--- Data to process Enclosed Below ---

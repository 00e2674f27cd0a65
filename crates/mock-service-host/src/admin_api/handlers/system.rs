//! System handlers: health, metrics, spec reload.

use crate::coordinator::Coordinator;
use crate::metrics::collect_metrics;
use crate::response::{build_response_with_headers, error_response, json_response};
use bytes::Bytes;
use http_body_util::Full;
use hyper::{Response, StatusCode};
use serde::Serialize;
use tracing::{error, info};

#[derive(Debug, Serialize)]
#[serde(rename_all = "camelCase")]
pub struct HealthResponse {
    pub status: &'static str,
    pub validator_status: String,
    pub resources: usize,
}

/// GET /health - ready once specs are loaded
pub fn handle_health(coordinator: &Coordinator) -> Response<Full<Bytes>> {
    let validator_status = coordinator.validator_status();
    let (status, code) = if validator_status.is_ready() {
        ("ok", StatusCode::OK)
    } else {
        ("unavailable", StatusCode::SERVICE_UNAVAILABLE)
    };
    json_response(
        code,
        &HealthResponse {
            status,
            validator_status: validator_status.to_string(),
            resources: coordinator.resource_count(),
        },
    )
}

/// GET /metrics - Prometheus metrics
pub fn handle_metrics() -> Response<Full<Bytes>> {
    build_response_with_headers(
        StatusCode::OK,
        [("Content-Type", "text/plain; version=0.0.4")],
        collect_metrics(),
    )
}

/// POST /admin/reload - load specs again
pub async fn handle_reload(coordinator: &Coordinator) -> Response<Full<Bytes>> {
    match coordinator.reload().await {
        Ok(operations) => {
            info!("Admin API: specs reloaded ({} operations)", operations);
            json_response(
                StatusCode::OK,
                &serde_json::json!({
                    "validatorStatus": coordinator.validator_status().to_string(),
                    "operations": operations
                }),
            )
        }
        Err(e) => {
            error!("Admin API: spec reload failed: {}", e);
            error_response(
                StatusCode::INTERNAL_SERVER_ERROR,
                "ReloadFailed",
                &e.to_string(),
            )
        }
    }
}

--- End of Enclosed Data to process ---

Count the lines of the entries above in which the string "operations" appears. Supply the number only.

3